As the star and subject of the hit Netflix series, Avery is currently serving a life sentence for the 2005 assault, murder, and mutilation of photographer Teresa Halbach. While Avery, his lawyer, and many members of the public have feverishly urged a retrial, the Sheboygan County Circuit Court Judge ruled that Avery would be denied his request on the grounds that no new evidence had merited it.
As reported by EW, Judge Sutkiewicz said in her ruling:
"Given the totality of evidence submitted at trial and the ambiguous conclusions stated in the experts' reports, it cannot be said that a reasonable probability exists that a different result would be reached at a new trial based on these reports.”
Avery’s defense attorney, Kathleen Zellner, had previously filed a 1,272 page motion in June that reinforced Avery’s innocence amid claims that he had been railroaded as a result of false testimony and planted evidence. Avery is no stranger to such bizarre legal circumstances, as Making A Murderer so captivatingly explores.
Related: Making A Murderer, One Year Later
The award-winning series examines over 30 years of Avery’s troubled life, including a wrongful imprisonment that saw him serve 18 years in jail before being released in 2003. Thanks to newfound DNA technology, Avery was exonerated and set free.
Beyond the events of the 1980s, Making A Murderer focuses the majority of its episodes on the murder of Halbach. Shortly after Avery was set free in 2003, he found himself back in jail following the disappearance of Halbach on October 31, 2005. The photographer’s last recorded appointment was with Avery, and an abundance of incriminating evidence quickly landed Avery behind bars with a life sentence and no possibility of parole. Though he and his nephew, Brendan Dassey, were charged with Halbach's death, Avery alleged that he had been framed for the murder.
While he failed in his latest attempt at earning a new trial, Avery's attorney remains confident that his innocence will still be proven.
“We have additional test results and witness affidavits…the scientific testing is not completed, [and] we remain optimist that Mr. Avery’s conviction will be vacated.”
As Rolling Stone reports, Zellner claims the most recent scientific results were still under review, and that Judge Sutkiewicz failed to factor them into her ruling.
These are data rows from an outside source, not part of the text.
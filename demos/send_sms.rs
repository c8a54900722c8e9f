use std::io;

use zensend::{ApiKey, MessageBody, Msisdn, Originator, SendOptions, SendSms, ZenSendClient};

#[tokio::main]
async fn main() -> Result<(), Box<dyn std::error::Error>> {
    let api_key = std::env::var("ZENSEND_API_KEY").map_err(|_| {
        io::Error::new(
            io::ErrorKind::InvalidInput,
            "ZENSEND_API_KEY environment variable is required",
        )
    })?;
    let number = std::env::var("ZENSEND_NUMBER").map_err(|_| {
        io::Error::new(
            io::ErrorKind::InvalidInput,
            "ZENSEND_NUMBER environment variable is required",
        )
    })?;
    let originator = std::env::var("ZENSEND_ORIGINATOR").unwrap_or_else(|_| "ZENSEND".to_owned());
    let body = std::env::var("ZENSEND_BODY")
        .unwrap_or_else(|_| "Hello from the zensend demo.".to_owned());

    let client = ZenSendClient::new(ApiKey::new(api_key)?);
    let request = SendSms::new(
        Originator::new(originator)?,
        MessageBody::new(body)?,
        vec![Msisdn::new(number)?],
        SendOptions::default(),
    )?;

    let response = client.send_sms(request).await?;
    println!(
        "tx_guid: {}, sms_parts: {}, encoding: {}, cost: {:?}p, balance: {:?}p",
        response.tx_guid,
        response.sms_parts,
        response.encoding,
        response.cost_in_pence,
        response.new_balance_in_pence
    );

    Ok(())
}
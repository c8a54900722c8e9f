use crate::domain::CreateKeyword;

pub fn encode_create_keyword_form(request: &CreateKeyword) -> Vec<(String, String)> {
    let mut params = Vec::<(String, String)>::new();

    if let Some(shortcode) = request.shortcode.as_ref() {
        params.push((CreateKeyword::SHORTCODE_FIELD.to_owned(), shortcode.clone()));
    }
    if let Some(keyword) = request.keyword.as_ref() {
        params.push((CreateKeyword::KEYWORD_FIELD.to_owned(), keyword.clone()));
    }
    if let Some(mo_url) = request.mo_url.as_ref() {
        params.push((CreateKeyword::MO_URL_FIELD.to_owned(), mo_url.clone()));
    }
    if let Some(is_sticky) = request.is_sticky {
        params.push((
            CreateKeyword::IS_STICKY_FIELD.to_owned(),
            is_sticky.to_string(),
        ));
    }

    params
}
use serde::Deserialize;
use serde_json::Value;

use super::envelope::TransportError;
use crate::domain::Prices;

#[derive(Debug, Clone, Deserialize)]
struct BalanceJsonResponse {
    balance: f64,
}

#[derive(Debug, Clone, Deserialize)]
struct PricesJsonResponse {
    prices_in_pence: Prices,
}

pub fn decode_balance_success(success: Value) -> Result<f64, TransportError> {
    let parsed: BalanceJsonResponse = serde_json::from_value(success)?;
    Ok(parsed.balance)
}

pub fn decode_prices_success(success: Value) -> Result<Prices, TransportError> {
    let parsed: PricesJsonResponse = serde_json::from_value(success)?;
    Ok(parsed.prices_in_pence)
}
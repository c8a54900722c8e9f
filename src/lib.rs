//! Typed Rust client for the ZenSend SMS HTTP API.
//!
//! The crate is split into a domain layer of validated types, a transport layer for
//! wire-format details (form encoding, the `success`/`failure` envelope), and a small
//! client layer orchestrating requests.
//!
//! ```rust,no_run
//! use zensend::{ApiKey, MessageBody, Msisdn, Originator, SendOptions, SendSms, ZenSendClient};
//!
//! #[tokio::main]
//! async fn main() -> Result<(), zensend::ZenSendError> {
//!     let client = ZenSendClient::new(ApiKey::new("...")?);
//!     let request = SendSms::new(
//!         Originator::new("ZENSEND")?,
//!         MessageBody::new("hello")?,
//!         vec![Msisdn::new("447777777777")?],
//!         SendOptions::default(),
//!     )?;
//!     let response = client.send_sms(request).await?;
//!     println!("sent {} part(s), tx {}", response.sms_parts, response.tx_guid);
//!     Ok(())
//! }
//! ```
#![forbid(unsafe_code)]

pub mod client;
pub mod domain;
mod transport;

pub use client::{
    DEFAULT_BASE_URL, DEFAULT_TIMEOUT, ZenSendClient, ZenSendClientBuilder, ZenSendError,
};
pub use domain::{
    ApiError, ApiKey, ArgumentError, CreateKeyword, MessageBody, Msisdn, OperatorLookupResponse,
    Originator, OriginatorType, Prices, SendOptions, SendSms, SendSmsResponse, SmsEncoding,
    TtlMinutes,
};
use std::fmt;

/// Local precondition failure. Raised before any request leaves the process.
#[derive(Debug, Clone, PartialEq, Eq)]
pub enum ArgumentError {
    MissingApiKey,
    MissingRequired { param: &'static str },
    UnexpectedParameter { name: String },
    NumbersNotSequence,
    InvalidNumberCharacter { number: String },
    NonPositiveTtl { actual: i64 },
    InvalidValue { param: &'static str, expected: &'static str },
    InvalidBaseUrl { url: String },
}

impl fmt::Display for ArgumentError {
    fn fmt(&self, f: &mut fmt::Formatter<'_>) -> fmt::Result {
        match self {
            Self::MissingApiKey => write!(f, "API key must be present"),
            Self::MissingRequired { param } => write!(f, "missing required param: {param}"),
            Self::UnexpectedParameter { name } => write!(f, "unexpected parameter: {name}"),
            Self::NumbersNotSequence => write!(f, "numbers must be an array"),
            Self::InvalidNumberCharacter { number } => {
                write!(f, "invalid character in number: {number}")
            }
            Self::NonPositiveTtl { actual } => {
                write!(f, "time to live must be a positive number of minutes: {actual}")
            }
            Self::InvalidValue { param, expected } => {
                write!(f, "invalid value for {param}: expected {expected}")
            }
            Self::InvalidBaseUrl { url } => write!(f, "invalid base url: {url}"),
        }
    }
}

impl std::error::Error for ArgumentError {}

#[cfg(test)]
mod tests {
    use super::ArgumentError;

    #[test]
    fn display_messages_are_human_readable() {
        assert_eq!(
            ArgumentError::MissingApiKey.to_string(),
            "API key must be present"
        );

        let err = ArgumentError::MissingRequired { param: "originator" };
        assert_eq!(err.to_string(), "missing required param: originator");

        let err = ArgumentError::UnexpectedParameter {
            name: "invalid".to_owned(),
        };
        assert_eq!(err.to_string(), "unexpected parameter: invalid");

        assert_eq!(
            ArgumentError::NumbersNotSequence.to_string(),
            "numbers must be an array"
        );

        let err = ArgumentError::InvalidNumberCharacter {
            number: "447,44".to_owned(),
        };
        assert_eq!(err.to_string(), "invalid character in number: 447,44");

        let err = ArgumentError::NonPositiveTtl { actual: 0 };
        assert_eq!(
            err.to_string(),
            "time to live must be a positive number of minutes: 0"
        );

        let err = ArgumentError::InvalidValue {
            param: "encoding",
            expected: "one of ucs2, gsm, auto",
        };
        assert_eq!(
            err.to_string(),
            "invalid value for encoding: expected one of ucs2, gsm, auto"
        );
    }
}
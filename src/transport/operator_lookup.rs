use std::collections::BTreeMap;

use serde::Deserialize;
use serde_json::Value;

use super::envelope::TransportError;
use crate::domain::OperatorLookupResponse;

const NUMBER_FIELD: &str = "NUMBER";

const COST_FIELD: &str = "cost_in_pence";
const NEW_BALANCE_FIELD: &str = "new_balance_in_pence";

#[derive(Debug, Clone, Deserialize)]
struct OperatorLookupJsonResponse {
    #[serde(default)]
    mnc: Option<Value>,
    #[serde(default)]
    mcc: Option<Value>,
    #[serde(default)]
    operator: Option<Value>,
    #[serde(default)]
    cost_in_pence: Option<Value>,
    #[serde(default)]
    new_balance_in_pence: Option<Value>,
    #[serde(flatten)]
    extra: BTreeMap<String, Value>,
}

/// Query string for `operator_lookup`. The number is sent as given.
pub fn encode_operator_lookup_query(msisdn: &str) -> String {
    url::form_urlencoded::Serializer::new(String::new())
        .append_pair(NUMBER_FIELD, msisdn)
        .finish()
}

pub fn decode_operator_lookup_success(
    success: Value,
) -> Result<OperatorLookupResponse, TransportError> {
    let mut parsed: OperatorLookupJsonResponse = serde_json::from_value(success)?;
    let cost_in_pence = pence(&mut parsed.extra, COST_FIELD, parsed.cost_in_pence);
    let new_balance_in_pence = pence(
        &mut parsed.extra,
        NEW_BALANCE_FIELD,
        parsed.new_balance_in_pence,
    );
    Ok(OperatorLookupResponse {
        mnc: parsed.mnc,
        mcc: parsed.mcc,
        operator: parsed.operator,
        cost_in_pence,
        new_balance_in_pence,
        extra: parsed.extra,
    })
}

/// Numeric charge fields are surfaced as pence; anything else stays in `extra`.
fn pence(extra: &mut BTreeMap<String, Value>, key: &str, value: Option<Value>) -> Option<f64> {
    let value = value?;
    match value.as_f64() {
        Some(amount) => Some(amount),
        None => {
            extra.insert(key.to_owned(), value);
            None
        }
    }
}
Zellner claims that the prosecutor from the Attorney General’s office was equally surprised by the judge’s decision, citing their, “face to face meeting on September 18, at their office in Madison, Wisconsin [where they revealed] three significant new witnesses on new Brady violations. Brady violations are the most frequent basis for convictions being vacated.”
With the second season of Making A Murderer en route, a growing number of petitions for Avery’s release, and newfound evidence yet to be reviewed, this won’t be the last we hear from the mystery in Manitowoc County.